Dan Schaefer

Content Writer, Programmer, Marketing Consultant

December 8th, 2013

Streamlined Email

Marketing Tools, by Dan Schaefer.

(Note: This article has been published on the Business 2 Community website)

Email is one of the oldest and most successful of all Internet applications.  Over the course of the last two decades, email has virtually replaced snail-mail as a way for businesses to keep in touch with their customers. But email in-boxes are overstuffed, so it’s difficult for marketing messages to break through the noise. This article discusses a new email streamlining technique under development and suggests how marketing managers can take advantage of it.

The Problem
Since its inception in the early 1970s, email has become one of the greatest Internet success stories. But email is a victim of its own success. In 2012, it was estimated that the total world email volume was nearly 145 billion messages per day. It’s little wonder that despite a mountain of software used to filter emails, people are still inundated with tens – if not hundreds – of legitimate email messages landing in their in-box every day, each begging to be read. This presents a difficult challenge to marketing departments attempting to use email to get attention from potential customers.

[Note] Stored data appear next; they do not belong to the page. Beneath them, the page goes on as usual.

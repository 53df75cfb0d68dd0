use std::sync::Arc;
use std::time::Duration;

use axum::body::Body;
use axum::http::header;
use axum::http::HeaderValue;
use axum::http::Method;
use axum::http::Request;
use axum::http::Response;
use axum::middleware;
use axum::routing::get;
use axum::routing::post;
use axum::routing::put;
use axum::Router;
use tower_http::cors::AllowOrigin;
use tower_http::cors::CorsLayer;
use tower_http::trace::TraceLayer;
use tracing::Span;

use super::handlers::create_post::create_post;
use super::handlers::delete_post::delete_post;
use super::handlers::get_post::get_post;
use super::handlers::get_profile::get_profile;
use super::handlers::get_user::get_user;
use super::handlers::list_posts::list_posts;
use super::handlers::login::login;
use super::handlers::refresh::refresh;
use super::handlers::register::register;
use super::handlers::update_post::update_post;
use super::handlers::update_profile::update_profile;
use super::handlers::ApiError;
use super::middleware::authenticate as auth_middleware;
use super::openapi::openapi_json;
use super::rate_limit::rate_limit;
use super::rate_limit::FixedWindowRateLimiter;
use crate::config::Config;
use crate::domain::auth::ports::AuthServicePort;
use crate::domain::post::ports::PostServicePort;
use crate::domain::user::ports::UserServicePort;

#[derive(Clone)]
pub struct AppState {
    pub auth_service: Arc<dyn AuthServicePort>,
    pub user_service: Arc<dyn UserServicePort>,
    pub post_service: Arc<dyn PostServicePort>,
    pub refresh_cookie_lifetime: chrono::Duration,
}

/// Cross-cutting HTTP settings.
#[derive(Debug, Clone)]
pub struct RouterSettings {
    /// Allowed CORS origins; `*` allows any origin
    pub allowed_origins: Vec<String>,
    pub rate_limit_max_requests: u32,
    pub rate_limit_window: Duration,
}

impl From<&Config> for RouterSettings {
    fn from(config: &Config) -> Self {
        Self {
            allowed_origins: config.cors.origins(),
            rate_limit_max_requests: config.rate_limit.max_requests,
            rate_limit_window: Duration::from_secs(config.rate_limit.window_seconds),
        }
    }
}

pub fn create_router(state: AppState, settings: RouterSettings) -> Router {
    let public_routes = Router::new()
        .route("/", get(root))
        .route("/api-docs/openapi.json", get(openapi_json))
        .route("/api/v1/login", post(login))
        .route("/api/v1/register", post(register))
        .route("/api/v1/refresh", post(refresh))
        .route("/api/v1/posts", get(list_posts))
        .route("/api/v1/posts/:post_id", get(get_post))
        .route("/api/v1/users/:user_id", get(get_user));

    let protected_routes = Router::new()
        .route("/api/v1/me", get(get_profile).put(update_profile))
        .route("/api/v1/posts", post(create_post))
        .route(
            "/api/v1/posts/:post_id",
            put(update_post).delete(delete_post),
        )
        .route_layer(middleware::from_fn_with_state(
            state.clone(),
            auth_middleware,
        ));

    let trace_layer = TraceLayer::new_for_http()
        .make_span_with(|request: &Request<Body>| {
            tracing::info_span!(
                "http_request",
                method = %request.method(),
                uri = %request.uri(),
                version = ?request.version(),
            )
        })
        .on_request(|request: &Request<Body>, _span: &Span| {
            tracing::info!(
                method = %request.method(),
                uri = %request.uri(),
                "Request started"
            );
        })
        .on_response(
            |response: &Response<Body>, latency: Duration, _span: &Span| {
                tracing::info!(
                    status = response.status().as_u16(),
                    latency_ms = latency.as_millis(),
                    "Request completed"
                );
            },
        );

    let limiter = Arc::new(FixedWindowRateLimiter::new(
        settings.rate_limit_max_requests,
        settings.rate_limit_window,
    ));

    Router::new()
        .merge(public_routes)
        .merge(protected_routes)
        .fallback(not_found)
        .layer(middleware::from_fn_with_state(limiter, rate_limit))
        .layer(trace_layer)
        .layer(cors_layer(&settings.allowed_origins))
        .with_state(state)
}

fn cors_layer(allowed_origins: &[String]) -> CorsLayer {
    let allow_origin = if allowed_origins.iter().any(|origin| origin == "*") {
        AllowOrigin::any()
    } else {
        AllowOrigin::list(
            allowed_origins
                .iter()
                .filter_map(|origin| HeaderValue::from_str(origin).ok()),
        )
    };

    CorsLayer::new()
        .allow_origin(allow_origin)
        .allow_methods([
            Method::GET,
            Method::POST,
            Method::PUT,
            Method::DELETE,
            Method::OPTIONS,
        ])
        .allow_headers([
            header::ORIGIN,
            header::CONTENT_TYPE,
            header::ACCEPT,
            header::AUTHORIZATION,
        ])
}

async fn root() -> &'static str {
    "Hello from blog-service!"
}

async fn not_found() -> ApiError {
    ApiError::NotFound("Sorry can't find that!".to_string())
}
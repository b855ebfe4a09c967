//! Socket gateway
//!
//! Transport-independent connection lifecycle. The state machine is
//! carried by the types:
//!
//! - CONNECTING: [`Gateway::connect`] authenticates and registers
//! - CONNECTED / JOINED: a live [`Session`] routes join, leave and message
//! - CLOSED: [`Session::disconnect`] consumes the session
//!
//! Each physical connection gets a fresh `Session`; there is no resume.

use std::collections::HashSet;
use std::sync::Arc;

use chrono::{DateTime, Utc};
use tokio::sync::{mpsc, oneshot};
use tracing::{debug, warn};

use crate::auth::{Authenticator, Credentials};
use crate::config::DEFAULT_OUTBOUND_BUFFER;
use crate::error::AppError;
use crate::message::ServerMessage;
use crate::server::{ServerCommand, ServerStats};
use crate::types::{ConnectionId, RoomId, UserIdentity};

/// Cloneable entry point shared by all connection handlers
#[derive(Clone)]
pub struct Gateway {
    cmd_tx: mpsc::Sender<ServerCommand>,
    authenticator: Arc<dyn Authenticator>,
    max_room_id_len: usize,
    outbound_buffer: usize,
}

impl Gateway {
    pub fn new(cmd_tx: mpsc::Sender<ServerCommand>, authenticator: Arc<dyn Authenticator>) -> Self {
        Self {
            cmd_tx,
            authenticator,
            max_room_id_len: RoomId::DEFAULT_MAX_LEN,
            outbound_buffer: DEFAULT_OUTBOUND_BUFFER,
        }
    }

    pub fn with_max_room_id_len(mut self, max_room_id_len: usize) -> Self {
        self.max_room_id_len = max_room_id_len;
        self
    }

    pub fn with_outbound_buffer(mut self, outbound_buffer: usize) -> Self {
        self.outbound_buffer = outbound_buffer.max(1);
        self
    }

    /// Capacity transports should give each connection's outbound queue
    pub fn outbound_buffer(&self) -> usize {
        self.outbound_buffer
    }

    /// Authenticate and register a new connection
    ///
    /// `sender` is the connection's outbound queue; broadcasts for this
    /// connection are pushed onto it.
    pub async fn connect(
        &self,
        credentials: &Credentials,
        sender: mpsc::Sender<ServerMessage>,
    ) -> Result<Session, AppError> {
        let user = self
            .authenticator
            .authenticate(credentials)
            .await
            .inspect_err(|e| warn!("Rejected connection: {}", e))?;

        let connection_id = request(&self.cmd_tx, |reply| ServerCommand::Connect {
            user: user.clone(),
            sender,
            reply,
        })
        .await?;

        debug!("Connection {} authenticated", connection_id);

        Ok(Session {
            id: connection_id,
            user,
            gateway: self.clone(),
        })
    }

    /// Snapshot of a room's subscribers
    pub async fn subscribers(&self, room_id: &RoomId) -> Result<HashSet<ConnectionId>, AppError> {
        request(&self.cmd_tx, |reply| ServerCommand::Subscribers {
            room_id: room_id.clone(),
            reply,
        })
        .await
    }

    pub async fn joined_rooms(
        &self,
        connection_id: ConnectionId,
    ) -> Result<HashSet<RoomId>, AppError> {
        request(&self.cmd_tx, |reply| ServerCommand::JoinedRooms {
            connection_id,
            reply,
        })
        .await
    }

    pub async fn stats(&self) -> Result<ServerStats, AppError> {
        request(&self.cmd_tx, |reply| ServerCommand::Stats { reply }).await
    }

    fn parse_room(&self, raw: String) -> Result<RoomId, AppError> {
        RoomId::parse(raw, self.max_room_id_len)
    }
}

/// A live, registered connection
pub struct Session {
    id: ConnectionId,
    user: Option<UserIdentity>,
    gateway: Gateway,
}

impl Session {
    pub fn id(&self) -> ConnectionId {
        self.id
    }

    pub fn user(&self) -> Option<&UserIdentity> {
        self.user.as_ref()
    }

    /// Subscribe to a room (idempotent)
    pub async fn join(&self, room_id: impl Into<String>) -> Result<RoomId, AppError> {
        let room_id = self.gateway.parse_room(room_id.into())?;
        request(&self.gateway.cmd_tx, |reply| ServerCommand::Join {
            connection_id: self.id,
            room_id: room_id.clone(),
            reply,
        })
        .await??;
        Ok(room_id)
    }

    /// Unsubscribe from a room; a no-op if not joined
    pub async fn leave(&self, room_id: impl Into<String>) -> Result<RoomId, AppError> {
        let room_id = self.gateway.parse_room(room_id.into())?;
        request(&self.gateway.cmd_tx, |reply| ServerCommand::Leave {
            connection_id: self.id,
            room_id: room_id.clone(),
            reply,
        })
        .await?;
        Ok(room_id)
    }

    /// Publish to a joined room
    ///
    /// Returns the server timestamp on success. Fails with
    /// `NotSubscribed` without broadcasting if the room was not joined.
    pub async fn message(
        &self,
        room_id: impl Into<String>,
        payload: impl Into<String>,
    ) -> Result<(RoomId, DateTime<Utc>), AppError> {
        let room_id = self.gateway.parse_room(room_id.into())?;
        let sent = request(&self.gateway.cmd_tx, |reply| ServerCommand::Message {
            connection_id: self.id,
            room_id,
            payload: payload.into(),
            reply,
        })
        .await??;
        Ok((sent.room_id, sent.timestamp))
    }

    /// Leave all rooms and unregister
    ///
    /// Always succeeds; a server that is already gone has nothing to clean.
    pub async fn disconnect(self) {
        let result = request(&self.gateway.cmd_tx, |reply| ServerCommand::Disconnect {
            connection_id: self.id,
            reply,
        })
        .await;

        if result.is_err() {
            debug!("Server closed before disconnect of {}", self.id);
        }
        debug!("Connection {} closed", self.id);
    }
}

/// Send a command carrying a oneshot reply and wait for the answer
async fn request<T>(
    cmd_tx: &mpsc::Sender<ServerCommand>,
    build: impl FnOnce(oneshot::Sender<T>) -> ServerCommand,
) -> Result<T, AppError> {
    let (reply_tx, reply_rx) = oneshot::channel();
    cmd_tx
        .send(build(reply_tx))
        .await
        .map_err(|_| AppError::ChannelSend)?;
    reply_rx.await.map_err(|_| AppError::ChannelSend)
}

Stated simply, people just don’t have the time to work through all their emails. The root of the problem lies in the processing of each piece of email. It takes a long time to open, read, understand, act upon, reply and close each message.

For example, you scan over the list of emails arriving in your in-box, looking at the one-row summaries of each received message. You spot a reminder email message regarding a webinar that begins within the next few minutes. Immediately you embark on the following steps:

  1. You click on the row containing the message summary, and a window with the entire email message opens.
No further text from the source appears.